[Given records Boundary: Start]

//! Recursive file discovery
//!
//! Walks a root directory and collects every file whose name ends with a
//! given suffix. Version-control metadata directories and configured ignore
//! patterns are pruned before descending into them.

use std::path::{Path, PathBuf};

use glob::Pattern;
use log::debug;
use walkdir::{DirEntry, WalkDir};

use crate::cache::{CacheKey, LibraryScanCache};
use crate::error::{Error, Result};

/// Directory names never worth scanning.
pub const VCS_DIRS: [&str; 3] = [".git", ".hg", ".svn"];

/// File walker with an optional list of ignored subtrees
#[derive(Debug, Clone, Default)]
pub struct Scanner {
    ignore: Vec<Pattern>,
}

impl Scanner {
    pub fn new() -> Self {
        Self::default()
    }

    /// Scanner that prunes entries matching any of the glob `patterns`.
    ///
    /// Patterns are matched against the path relative to the scanned root,
    /// using `/` as separator.
    pub fn with_ignore<I, S>(patterns: I) -> Result<Self>
    where
        I: IntoIterator<Item = S>,
        S: AsRef<str>,
    {
        let ignore = patterns
            .into_iter()
            .map(|p| Pattern::new(p.as_ref()))
            .collect::<std::result::Result<Vec<_>, _>>()?;
        Ok(Self { ignore })
    }

    /// Collect files under `root` whose name ends with `extension`.
    ///
    /// The suffix match is exact, so `_test.js` only matches test files while
    /// `.js` matches both. Order is unspecified.
    pub fn scan(&self, root: &Path, extension: &str) -> Result<Vec<PathBuf>> {
        let mut results = Vec::new();

        let walker = WalkDir::new(root)
            .follow_links(true)
            .into_iter()
            .filter_entry(|entry| self.should_visit(root, entry));

        for entry in walker {
            let entry = entry.map_err(|e| {
                let path = e.path().unwrap_or(root).to_path_buf();
                Error::filesystem(&path, e)
            })?;

            if !entry.file_type().is_file() {
                continue;
            }
            if entry.file_name().to_string_lossy().ends_with(extension) {
                results.push(entry.into_path());
            }
        }

        debug!(
            "Found {} {} files in {}",
            results.len(),
            extension,
            root.display()
        );
        Ok(results)
    }

    /// Like [`Scanner::scan`], but remembers the result for the whole process.
    ///
    /// Used for the trusted library tree, which does not change while the
    /// server runs.
    pub fn scan_cached(
        &self,
        cache: &LibraryScanCache,
        root: &Path,
        extension: &str,
    ) -> Result<Vec<PathBuf>> {
        cache.get_or_process(CacheKey::new(extension, root), || {
            self.scan(root, extension)
        })
    }

    fn should_visit(&self, root: &Path, entry: &DirEntry) -> bool {
        if entry.depth() == 0 {
            return true;
        }
        if entry.file_type().is_dir() {
            let name = entry.file_name().to_string_lossy();
            if VCS_DIRS.contains(&name.as_ref()) {
                return false;
            }
        }
        if self.ignore.is_empty() {
            return true;
        }
        let relative = match entry.path().strip_prefix(root) {
            Ok(rel) => rel.to_string_lossy().replace('\\', "/"),
            Err(_) => return true,
        };
        !self.ignore.iter().any(|p| p.matches(&relative))
    }
}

[Given records Boundary: End]

If a line in the material above holds "while", copy it.

    /// The suffix match is exact, so `_test.js` only matches test files while
    /// Used for the trusted library tree, which does not change while the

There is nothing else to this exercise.